- Exercise data:
⁂
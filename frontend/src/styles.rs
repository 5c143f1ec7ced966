pub const CONTAINER: &str = "bg-gray-900 container mx-auto px-6 py-10 max-w-4xl rounded-xl shadow-lg mt-16";

pub const CARD: &str = "bg-gray-800 border border-gray-700 rounded-lg shadow-md p-6 max-w-xl mx-auto mt-16";
pub const CARD_SECTION: &str = "bg-gray-800 border border-gray-700 p-3 rounded-lg shadow-sm";
pub const ALERT_CARD: &str = "p-4 rounded-lg shadow-md mb-6";

pub const INPUT_BASE: &str = "appearance-none border border-gray-600 bg-gray-800 text-white text-lg rounded-md w-full py-2 px-4 focus:outline-none focus:border-blue-500";

pub const BUTTON_BASE: &str = "px-5 py-2 rounded-lg font-medium text-white transition-all duration-150 disabled:opacity-50 disabled:cursor-not-allowed";
pub const BUTTON_PRIMARY: &str = "bg-blue-600 hover:bg-blue-700 focus:ring-2 focus:ring-blue-400 focus:outline-none";
pub const BUTTON_DANGER: &str = "bg-red-600 hover:bg-red-700 focus:ring-2 focus:ring-red-400 focus:outline-none";
pub const BUTTON_FULL: &str = "w-full py-3 px-5 font-semibold rounded-lg transition-all duration-150 disabled:opacity-50 disabled:cursor-not-allowed mt-8";

pub const TEXT_LABEL: &str = "block text-sm font-semibold text-gray-200";
pub const TEXT_MUTED: &str = "text-sm text-gray-400";
pub const HEADING_LG: &str = "text-3xl font-extrabold mb-4 text-center text-gray-100";
pub const HEADING_MD: &str = "text-2xl font-bold mb-5 text-gray-100";

pub const FLEX_BETWEEN: &str = "flex justify-between items-center";
pub const SPACE_Y_BASE: &str = "space-y-3";
pub const SPACE_Y_LG: &str = "space-y-6";

pub const STATS_CARD: &str = "p-4 rounded-lg border shadow-sm mb-2";
pub const STATS_CARD_SUCCESS: &str = "bg-green-900 border-green-700 text-green-200 mb-2";

pub const BAR_TRACK: &str = "w-full h-3 bg-gray-700 rounded-full overflow-hidden my-2";
pub const BAR_FILL: &str = "h-full bg-blue-500 transition-all duration-500";

pub const BG_PAGE: &str = "bg-gray-900 min-h-screen";

pub fn combine_classes(base: &str, additional: &str) -> String {
    format!("{} {}", base, additional)
}

pub fn button_primary(full_width: bool) -> String {
    if full_width {
        combine_classes(BUTTON_BASE, &combine_classes(BUTTON_PRIMARY, BUTTON_FULL))
    } else {
        combine_classes(BUTTON_BASE, BUTTON_PRIMARY)
    }
}

pub fn alert_style(style: &str) -> String {
    match style {
        "error" => combine_classes(ALERT_CARD, "bg-red-500 text-white shadow-lg"),
        "warning" => combine_classes(ALERT_CARD, "bg-yellow-500 text-white shadow-lg"),
        _ => combine_classes(ALERT_CARD, "bg-blue-500 text-white shadow-lg"),
    }
}
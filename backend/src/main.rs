use backend::{
    build_rocket,
    config::Config,
    persist::{flush, run_persist_task},
    routes::AppState,
    store::PollStore,
};
use tokio::time::Duration;
use tracing::{error, info};
use tracing_subscriber::EnvFilter;

#[rocket::main]
async fn main() -> Result<(), Box<dyn std::error::Error>> {
    tracing_subscriber::fmt()
        .with_env_filter(EnvFilter::try_from_default_env().unwrap_or_else(|_| EnvFilter::new("info")))
        .init();

    info!("🚀 Starting live poll server");
    let config = Config::load();

    let store = PollStore::load(&config.data_file)?;
    let state = AppState::new(store, &config);
    let store = state.store.clone();

    tokio::spawn(run_persist_task(
        store.clone(),
        config.data_file.clone(),
        Duration::from_secs(config.persist_interval_secs.max(1)),
    ));

    let _rocket = build_rocket(state).launch().await?;

    info!("Shutting down, flushing polls");
    if let Err(e) = flush(&store, &config.data_file).await {
        error!("Final flush failed: {}", e);
    }
    Ok(())
}
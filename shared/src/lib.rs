pub mod error;
pub mod models;
pub mod validation;
pub mod user_info;
pub mod tally;
pub mod vote_guard;
pub mod poller;
pub mod scheduler;
pub mod api;
pub mod submitter;
pub mod controller;
pub mod session;

pub use error::{ErrorCode, ErrorResponse, Result, SyncError};
pub use models::*;
pub use validation::*;
pub use user_info::*;
pub use tally::{share, shares, tally_rows, TallyRow};
pub use vote_guard::{KeyValueStore, MemoryStore, StorageError, VoteGuard};
pub use controller::{Phase, SelectionChange, SyncConfig, SyncController, SyncState, VoteTicket};
pub use session::SyncSession;
pub use scheduler::Scheduler;
pub use api::PollApi;

#[cfg(test)]
mod tests;
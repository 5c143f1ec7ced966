use tracing::debug;

pub type Generation = u64;

/// Issued with every request; the response is only applied if the slot still
/// expects this exact target and generation.
#[derive(Debug, Clone, PartialEq, Eq)]
pub struct Ticket<K> {
    pub target: K,
    pub generation: Generation,
}

#[derive(Debug, Clone, Copy, PartialEq, Eq)]
pub enum Completion {
    /// The response answers the current context and may be merged.
    Current,
    /// The context moved on while the request was in flight.
    Stale,
}

/// Bookkeeping for one periodically polled resource.
///
/// At most one request is outstanding at a time. Changing the target or
/// invalidating the slot bumps the generation, so anything already on the
/// wire is discarded when it lands.
#[derive(Debug)]
pub struct PollerSlot<K> {
    target: Option<K>,
    generation: Generation,
    in_flight: Option<Generation>,
    failures: u32,
}

impl<K> Default for PollerSlot<K> {
    fn default() -> Self {
        Self { target: None, generation: 0, in_flight: None, failures: 0 }
    }
}

impl<K: Clone + PartialEq + std::fmt::Debug> PollerSlot<K> {
    pub fn new() -> Self {
        Self::default()
    }

    pub fn is_in_flight(&self) -> bool {
        self.in_flight.is_some()
    }

    pub fn consecutive_failures(&self) -> u32 {
        self.failures
    }

    /// Points the slot at a new target. A response for the previous target is
    /// no longer tracked, so the new target can be fetched right away.
    pub fn start_for(&mut self, target: K) {
        self.generation += 1;
        self.target = Some(target);
        self.in_flight = None;
        self.failures = 0;
    }

    pub fn stop(&mut self) {
        self.generation += 1;
        self.target = None;
        self.in_flight = None;
        self.failures = 0;
    }

    /// Discards the outstanding response, if any, without allowing a second
    /// request for the same target until it has landed.
    pub fn invalidate(&mut self) {
        self.generation += 1;
    }

    /// Returns `None` when there is nothing to poll or a request is still out.
    pub fn begin(&mut self) -> Option<Ticket<K>> {
        let key = self.target.clone()?;
        if let Some(outstanding) = self.in_flight {
            debug!(?key, outstanding, "previous request outstanding, skipping tick");
            return None;
        }
        self.in_flight = Some(self.generation);
        Some(Ticket { target: key, generation: self.generation })
    }

    pub fn finish(&mut self, ticket: &Ticket<K>) -> Completion {
        if self.in_flight == Some(ticket.generation) {
            self.in_flight = None;
        }
        let current = ticket.generation == self.generation
            && self.target.as_ref() == Some(&ticket.target);
        if current {
            Completion::Current
        } else {
            debug!(key = ?ticket.target, issued = ticket.generation, current = self.generation,
                "discarding stale response");
            Completion::Stale
        }
    }

    pub fn record_success(&mut self) {
        self.failures = 0;
    }

    pub fn record_failure(&mut self) -> u32 {
        self.failures = self.failures.saturating_add(1);
        self.failures
    }
}
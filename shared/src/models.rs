use serde::{Serialize, Deserialize};

pub type PollId = u64;

#[derive(Debug, Clone, Serialize, Deserialize, PartialEq, Eq)]
#[serde(rename_all = "camelCase")]
pub struct Poll {
    pub id: PollId,
    pub question: String,
    pub options: Vec<String>,
    pub votes: Vec<u64>,
}

#[derive(Debug, Clone, Serialize, Deserialize, PartialEq, Eq)]
#[serde(rename_all = "camelCase")]
pub struct PollSummary {
    pub id: PollId,
    pub question: String,
}

#[derive(Debug, Clone, Serialize, Deserialize, PartialEq, Eq)]
#[serde(rename_all = "camelCase")]
pub struct CreatePollRequest {
    pub question: String,
    pub options: Vec<String>,
}

impl Poll {
    pub fn new(id: PollId, question: impl Into<String>, options: Vec<String>) -> Self {
        let votes = vec![0; options.len()];
        Self { id, question: question.into(), options, votes }
    }

    /// Every option has exactly one count, index aligned.
    pub fn is_consistent(&self) -> bool {
        self.options.len() == self.votes.len()
    }

    pub fn total_votes(&self) -> u64 {
        self.votes.iter().sum()
    }

    pub fn option_count(&self) -> usize {
        self.options.len()
    }

    pub fn summary(&self) -> PollSummary {
        PollSummary { id: self.id, question: self.question.clone() }
    }
}

impl CreatePollRequest {
    pub fn trimmed(&self) -> Self {
        Self {
            question: self.question.trim().to_string(),
            options: self.options.iter().map(|opt| opt.trim().to_string()).collect(),
        }
    }
}
use serde::{Serialize, Deserialize};

/// Identity of the device behind a request, as far as the server can tell.
#[derive(Debug, Clone, Serialize, Deserialize, PartialEq, Eq)]
pub struct UserInfo {
    pub user_fingerprint: String,
    pub ip: String,
}

pub fn generate_server_fingerprint(ip: &str, user_agent: Option<&str>) -> String {
    use base64::engine::general_purpose::URL_SAFE;
    use base64::Engine;
    use sha2::{Sha256, Digest};

    let mut hasher = Sha256::new();
    hasher.update(ip.as_bytes());
    if let Some(ua) = user_agent {
        hasher.update(ua.as_bytes());
    }
    URL_SAFE.encode(hasher.finalize())
}

#[cfg(feature = "backend")]
mod backend_impl {
    use super::*;
    use rocket::request::{FromRequest, Outcome};
    use rocket::Request;

    #[rocket::async_trait]
    impl<'r> FromRequest<'r> for UserInfo {
        type Error = ();

        async fn from_request(req: &'r Request<'_>) -> Outcome<Self, Self::Error> {
            let headers = req.headers();
            let ip = headers.get_one("X-Real-IP")
                .or_else(|| headers.get_one("X-Forwarded-For"))
                .map(str::to_string)
                .or_else(|| req.client_ip().map(|ip| ip.to_string()))
                .unwrap_or_else(|| "0.0.0.0".to_string());

            let user_agent = headers.get_one("User-Agent");
            let fingerprint = super::generate_server_fingerprint(&ip, user_agent);

            Outcome::Success(UserInfo {
                user_fingerprint: fingerprint,
                ip,
            })
        }
    }
}

#[cfg(test)]
mod tests {
    use super::generate_server_fingerprint;

    #[test]
    fn fingerprint_depends_on_ip_and_agent() {
        let a = generate_server_fingerprint("10.0.0.1", Some("firefox"));
        assert_eq!(a, generate_server_fingerprint("10.0.0.1", Some("firefox")));
        assert_ne!(a, generate_server_fingerprint("10.0.0.2", Some("firefox")));
        assert_ne!(a, generate_server_fingerprint("10.0.0.1", None));
    }
}
use std::collections::HashMap;
use std::sync::Mutex;
use time::{OffsetDateTime, Duration};
use tracing::{warn, error};
use crate::error::ApiError;

#[derive(Debug)]
struct RateLimit {
    attempts: u32,
    first_attempt: OffsetDateTime,
}

/// Fixed-window attempt counter per key.
#[derive(Debug)]
pub struct RateLimiter {
    limits: Mutex<HashMap<String, RateLimit>>,
    max_attempts: u32,
    window: Duration,
}

impl RateLimiter {
    pub fn new(max_attempts: u32, window: Duration) -> Self {
        Self {
            limits: Mutex::new(HashMap::new()),
            max_attempts,
            window,
        }
    }

    pub fn per_minute(max_attempts: u32) -> Self {
        Self::new(max_attempts, Duration::minutes(1))
    }

    pub fn per_hour(max_attempts: u32) -> Self {
        Self::new(max_attempts, Duration::hours(1))
    }

    pub fn check_rate_limit(&self, key: &str) -> Result<(), ApiError> {
        self.check_at(key, OffsetDateTime::now_utc())
    }

    fn check_at(&self, key: &str, now: OffsetDateTime) -> Result<(), ApiError> {
        let mut limits = self.limits.lock().map_err(|e| {
            error!("Failed to acquire rate limit lock: {}", e);
            ApiError::Internal("rate limiter unavailable".into())
        })?;

        limits.retain(|_, limit| now - limit.first_attempt <= self.window * 2);

        match limits.get_mut(key) {
            Some(limit) if now - limit.first_attempt > self.window => {
                *limit = RateLimit { attempts: 1, first_attempt: now };
                Ok(())
            }
            Some(limit) if limit.attempts >= self.max_attempts => {
                let seconds_to_wait = (limit.first_attempt + self.window - now).whole_seconds();
                warn!("Rate limit triggered for key {}", key);
                Err(ApiError::RateLimited(format!(
                    "Rate limit exceeded. Please try again in {} seconds.",
                    seconds_to_wait.max(1)
                )))
            }
            Some(limit) => {
                limit.attempts += 1;
                Ok(())
            }
            None => {
                limits.insert(key.to_string(), RateLimit { attempts: 1, first_attempt: now });
                Ok(())
            }
        }
    }
}

#[cfg(test)]
mod tests {
    use super::*;

    #[test]
    fn window_resets_after_expiry() {
        let limiter = RateLimiter::per_minute(2);
        let start = OffsetDateTime::now_utc();
        assert!(limiter.check_at("k", start).is_ok());
        assert!(limiter.check_at("k", start).is_ok());
        assert!(matches!(limiter.check_at("k", start), Err(ApiError::RateLimited(_))));
        assert!(limiter.check_at("other", start).is_ok());
        assert!(limiter.check_at("k", start + Duration::seconds(61)).is_ok());
    }
}
use std::time::Duration;
use shared::SyncConfig;

pub struct Config {
    pub api_base_url: &'static str,
    pub poll_interval_ms: u64,
    pub stale_after_failures: u32,
}

impl Config {
    pub const fn new() -> Self {
        Self {
            api_base_url: "/api",
            poll_interval_ms: 3000,
            stale_after_failures: 3,
        }
    }

    pub fn sync_config(&self) -> SyncConfig {
        SyncConfig {
            directory_interval: Duration::from_millis(self.poll_interval_ms),
            detail_interval: Duration::from_millis(self.poll_interval_ms),
            stale_after_failures: self.stale_after_failures,
        }
    }
}

pub const CONFIG: Config = Config::new();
⁂
- Brief:
Each line from the start of the listing above through the line containing "pub const BAR_TRACK: &str" must be reproduced exactly. Leave out the rest.

- Answer section:
filename frontend/src/styles.rs
repository 5c143f1ec7ced966
pub const CONTAINER: &str = "bg-gray-900 container mx-auto px-6 py-10 max-w-4xl rounded-xl shadow-lg mt-16";

pub const CARD: &str = "bg-gray-800 border border-gray-700 rounded-lg shadow-md p-6 max-w-xl mx-auto mt-16";
pub const CARD_SECTION: &str = "bg-gray-800 border border-gray-700 p-3 rounded-lg shadow-sm";
pub const ALERT_CARD: &str = "p-4 rounded-lg shadow-md mb-6";

pub const INPUT_BASE: &str = "appearance-none border border-gray-600 bg-gray-800 text-white text-lg rounded-md w-full py-2 px-4 focus:outline-none focus:border-blue-500";

pub const BUTTON_BASE: &str = "px-5 py-2 rounded-lg font-medium text-white transition-all duration-150 disabled:opacity-50 disabled:cursor-not-allowed";
pub const BUTTON_PRIMARY: &str = "bg-blue-600 hover:bg-blue-700 focus:ring-2 focus:ring-blue-400 focus:outline-none";
pub const BUTTON_DANGER: &str = "bg-red-600 hover:bg-red-700 focus:ring-2 focus:ring-red-400 focus:outline-none";
pub const BUTTON_FULL: &str = "w-full py-3 px-5 font-semibold rounded-lg transition-all duration-150 disabled:opacity-50 disabled:cursor-not-allowed mt-8";

pub const TEXT_LABEL: &str = "block text-sm font-semibold text-gray-200";
pub const TEXT_MUTED: &str = "text-sm text-gray-400";
pub const HEADING_LG: &str = "text-3xl font-extrabold mb-4 text-center text-gray-100";
pub const HEADING_MD: &str = "text-2xl font-bold mb-5 text-gray-100";

pub const FLEX_BETWEEN: &str = "flex justify-between items-center";
pub const SPACE_Y_BASE: &str = "space-y-3";
pub const SPACE_Y_LG: &str = "space-y-6";

pub const STATS_CARD: &str = "p-4 rounded-lg border shadow-sm mb-2";
pub const STATS_CARD_SUCCESS: &str = "bg-green-900 border-green-700 text-green-200 mb-2";

pub const BAR_TRACK: &str = "w-full h-3 bg-gray-700 rounded-full overflow-hidden my-2";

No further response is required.